WHAT THE TASK REQUIRES: Could you set down exactly the lines of the data below, starting at the one that holds "lower, upper, rate" and ending at the one that holds "if first.lower != Decimal::ZERO", both included, and only those?

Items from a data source
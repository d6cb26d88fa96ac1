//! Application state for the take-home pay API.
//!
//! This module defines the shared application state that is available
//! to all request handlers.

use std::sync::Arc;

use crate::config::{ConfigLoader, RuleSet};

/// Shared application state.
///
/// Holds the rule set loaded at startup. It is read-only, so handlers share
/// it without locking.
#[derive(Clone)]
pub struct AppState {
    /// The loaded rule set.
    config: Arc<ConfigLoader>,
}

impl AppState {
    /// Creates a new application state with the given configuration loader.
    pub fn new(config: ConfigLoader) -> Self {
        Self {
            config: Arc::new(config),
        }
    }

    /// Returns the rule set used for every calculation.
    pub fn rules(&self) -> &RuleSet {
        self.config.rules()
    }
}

--

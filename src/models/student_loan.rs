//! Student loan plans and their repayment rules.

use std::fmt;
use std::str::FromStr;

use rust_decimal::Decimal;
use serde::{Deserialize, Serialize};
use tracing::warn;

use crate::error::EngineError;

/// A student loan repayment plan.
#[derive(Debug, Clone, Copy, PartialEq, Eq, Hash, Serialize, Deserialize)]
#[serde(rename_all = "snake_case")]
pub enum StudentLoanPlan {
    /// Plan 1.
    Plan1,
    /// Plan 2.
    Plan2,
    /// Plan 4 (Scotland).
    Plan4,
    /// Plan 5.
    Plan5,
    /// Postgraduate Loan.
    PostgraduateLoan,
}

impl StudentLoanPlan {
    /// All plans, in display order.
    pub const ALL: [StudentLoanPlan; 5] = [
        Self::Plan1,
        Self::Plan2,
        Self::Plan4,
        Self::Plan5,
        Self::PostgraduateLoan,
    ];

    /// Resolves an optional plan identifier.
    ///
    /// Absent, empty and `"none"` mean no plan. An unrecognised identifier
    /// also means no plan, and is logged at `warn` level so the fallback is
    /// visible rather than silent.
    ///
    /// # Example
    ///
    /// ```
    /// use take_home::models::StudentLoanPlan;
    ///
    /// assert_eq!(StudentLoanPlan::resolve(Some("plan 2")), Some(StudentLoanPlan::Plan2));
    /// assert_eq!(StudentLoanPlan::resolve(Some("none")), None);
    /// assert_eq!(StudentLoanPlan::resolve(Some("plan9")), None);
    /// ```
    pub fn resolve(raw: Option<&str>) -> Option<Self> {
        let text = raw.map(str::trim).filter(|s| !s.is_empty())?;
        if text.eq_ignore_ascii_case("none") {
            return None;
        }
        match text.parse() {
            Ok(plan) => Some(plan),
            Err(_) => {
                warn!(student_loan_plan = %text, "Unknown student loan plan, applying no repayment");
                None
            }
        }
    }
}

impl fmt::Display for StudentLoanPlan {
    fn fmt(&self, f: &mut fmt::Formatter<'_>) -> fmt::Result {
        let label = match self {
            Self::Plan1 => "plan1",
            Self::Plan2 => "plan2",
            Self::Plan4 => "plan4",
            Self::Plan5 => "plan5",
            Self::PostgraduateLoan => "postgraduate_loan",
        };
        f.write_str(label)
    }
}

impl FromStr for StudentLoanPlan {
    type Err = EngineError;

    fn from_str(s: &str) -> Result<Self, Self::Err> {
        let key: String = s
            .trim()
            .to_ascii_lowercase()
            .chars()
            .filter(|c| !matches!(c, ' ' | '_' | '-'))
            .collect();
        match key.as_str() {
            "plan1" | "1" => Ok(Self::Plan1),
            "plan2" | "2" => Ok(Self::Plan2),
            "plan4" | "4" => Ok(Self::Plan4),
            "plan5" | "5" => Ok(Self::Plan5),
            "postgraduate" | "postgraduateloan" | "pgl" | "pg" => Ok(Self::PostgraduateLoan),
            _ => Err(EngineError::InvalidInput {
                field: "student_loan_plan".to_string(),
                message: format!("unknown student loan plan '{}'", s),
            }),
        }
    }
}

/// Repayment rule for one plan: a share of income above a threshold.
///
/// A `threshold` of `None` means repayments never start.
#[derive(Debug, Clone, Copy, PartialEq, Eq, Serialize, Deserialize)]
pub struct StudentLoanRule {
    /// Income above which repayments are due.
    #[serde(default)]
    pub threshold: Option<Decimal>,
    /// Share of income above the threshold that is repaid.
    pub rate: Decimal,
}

* * *

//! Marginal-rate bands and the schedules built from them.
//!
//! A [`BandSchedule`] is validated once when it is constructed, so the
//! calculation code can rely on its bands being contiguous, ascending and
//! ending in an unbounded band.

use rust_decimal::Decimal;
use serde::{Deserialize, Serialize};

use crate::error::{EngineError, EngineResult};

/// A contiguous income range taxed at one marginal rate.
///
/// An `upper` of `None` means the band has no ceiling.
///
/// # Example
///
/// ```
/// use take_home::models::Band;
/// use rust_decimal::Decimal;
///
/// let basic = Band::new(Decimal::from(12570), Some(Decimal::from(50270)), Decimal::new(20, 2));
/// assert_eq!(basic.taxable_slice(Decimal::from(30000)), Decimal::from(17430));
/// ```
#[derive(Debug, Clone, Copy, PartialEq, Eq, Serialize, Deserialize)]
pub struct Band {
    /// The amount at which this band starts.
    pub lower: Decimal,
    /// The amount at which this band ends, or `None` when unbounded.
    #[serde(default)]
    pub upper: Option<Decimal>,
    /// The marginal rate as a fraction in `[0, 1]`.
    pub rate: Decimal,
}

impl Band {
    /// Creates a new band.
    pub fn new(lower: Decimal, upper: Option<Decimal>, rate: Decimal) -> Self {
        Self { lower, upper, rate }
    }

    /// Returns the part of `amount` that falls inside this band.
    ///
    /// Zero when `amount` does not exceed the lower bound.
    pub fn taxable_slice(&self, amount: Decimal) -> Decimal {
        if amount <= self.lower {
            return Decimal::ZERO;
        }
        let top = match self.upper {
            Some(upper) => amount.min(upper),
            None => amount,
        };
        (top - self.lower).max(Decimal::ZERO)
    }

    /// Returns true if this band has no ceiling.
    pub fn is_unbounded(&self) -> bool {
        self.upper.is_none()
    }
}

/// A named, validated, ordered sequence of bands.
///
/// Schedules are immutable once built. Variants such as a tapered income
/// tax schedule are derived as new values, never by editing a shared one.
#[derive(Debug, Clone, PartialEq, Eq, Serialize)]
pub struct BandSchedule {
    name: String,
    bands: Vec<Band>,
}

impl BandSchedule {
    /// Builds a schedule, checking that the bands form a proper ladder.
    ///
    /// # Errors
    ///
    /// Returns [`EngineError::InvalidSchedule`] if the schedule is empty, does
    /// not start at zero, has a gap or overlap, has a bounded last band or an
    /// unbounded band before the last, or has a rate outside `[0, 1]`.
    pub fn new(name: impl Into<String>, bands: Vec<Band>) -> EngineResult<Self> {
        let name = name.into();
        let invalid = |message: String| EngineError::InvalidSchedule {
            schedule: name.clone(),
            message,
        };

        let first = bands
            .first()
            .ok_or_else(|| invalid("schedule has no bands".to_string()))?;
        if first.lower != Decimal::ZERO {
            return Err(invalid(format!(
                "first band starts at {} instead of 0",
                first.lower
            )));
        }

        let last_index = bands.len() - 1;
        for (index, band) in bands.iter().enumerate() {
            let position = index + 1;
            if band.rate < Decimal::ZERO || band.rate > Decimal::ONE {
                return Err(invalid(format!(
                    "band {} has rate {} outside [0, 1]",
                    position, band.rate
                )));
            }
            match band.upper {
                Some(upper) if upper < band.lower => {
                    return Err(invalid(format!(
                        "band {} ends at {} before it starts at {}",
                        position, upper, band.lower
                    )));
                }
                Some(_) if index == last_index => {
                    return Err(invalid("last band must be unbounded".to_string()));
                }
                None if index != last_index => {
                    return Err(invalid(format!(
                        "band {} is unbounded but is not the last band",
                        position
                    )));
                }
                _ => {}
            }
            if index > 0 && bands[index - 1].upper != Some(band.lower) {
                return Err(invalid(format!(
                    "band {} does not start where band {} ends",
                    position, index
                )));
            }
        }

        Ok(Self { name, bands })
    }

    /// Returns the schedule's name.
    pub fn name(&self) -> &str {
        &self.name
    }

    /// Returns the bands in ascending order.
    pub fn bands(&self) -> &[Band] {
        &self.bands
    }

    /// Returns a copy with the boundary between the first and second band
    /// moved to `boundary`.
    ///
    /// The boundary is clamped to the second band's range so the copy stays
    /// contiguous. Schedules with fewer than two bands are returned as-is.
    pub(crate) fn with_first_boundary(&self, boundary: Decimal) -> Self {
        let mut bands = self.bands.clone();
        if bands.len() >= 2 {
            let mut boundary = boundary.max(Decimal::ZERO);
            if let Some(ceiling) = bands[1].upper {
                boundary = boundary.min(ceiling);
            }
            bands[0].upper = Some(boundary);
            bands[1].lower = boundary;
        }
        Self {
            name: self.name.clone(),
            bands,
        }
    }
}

OUTPUT OF THE TASK:
        Self { lower, upper, rate }
    }

    /// Returns the part of `amount` that falls inside this band.
    ///
    /// Zero when `amount` does not exceed the lower bound.
    pub fn taxable_slice(&self, amount: Decimal) -> Decimal {
        if amount <= self.lower {
            return Decimal::ZERO;
        }
        let top = match self.upper {
            Some(upper) => amount.min(upper),
            None => amount,
        };
        (top - self.lower).max(Decimal::ZERO)
    }

    /// Returns true if this band has no ceiling.
    pub fn is_unbounded(&self) -> bool {
        self.upper.is_none()
    }
}

/// A named, validated, ordered sequence of bands.
///
/// Schedules are immutable once built. Variants such as a tapered income
/// tax schedule are derived as new values, never by editing a shared one.
#[derive(Debug, Clone, PartialEq, Eq, Serialize)]
pub struct BandSchedule {
    name: String,
    bands: Vec<Band>,
}

impl BandSchedule {
    /// Builds a schedule, checking that the bands form a proper ladder.
    ///
    /// # Errors
    ///
    /// Returns [`EngineError::InvalidSchedule`] if the schedule is empty, does
    /// not start at zero, has a gap or overlap, has a bounded last band or an
    /// unbounded band before the last, or has a rate outside `[0, 1]`.
    pub fn new(name: impl Into<String>, bands: Vec<Band>) -> EngineResult<Self> {
        let name = name.into();
        let invalid = |message: String| EngineError::InvalidSchedule {
            schedule: name.clone(),
            message,
        };

        let first = bands
            .first()
            .ok_or_else(|| invalid("schedule has no bands".to_string()))?;
        if first.lower != Decimal::ZERO {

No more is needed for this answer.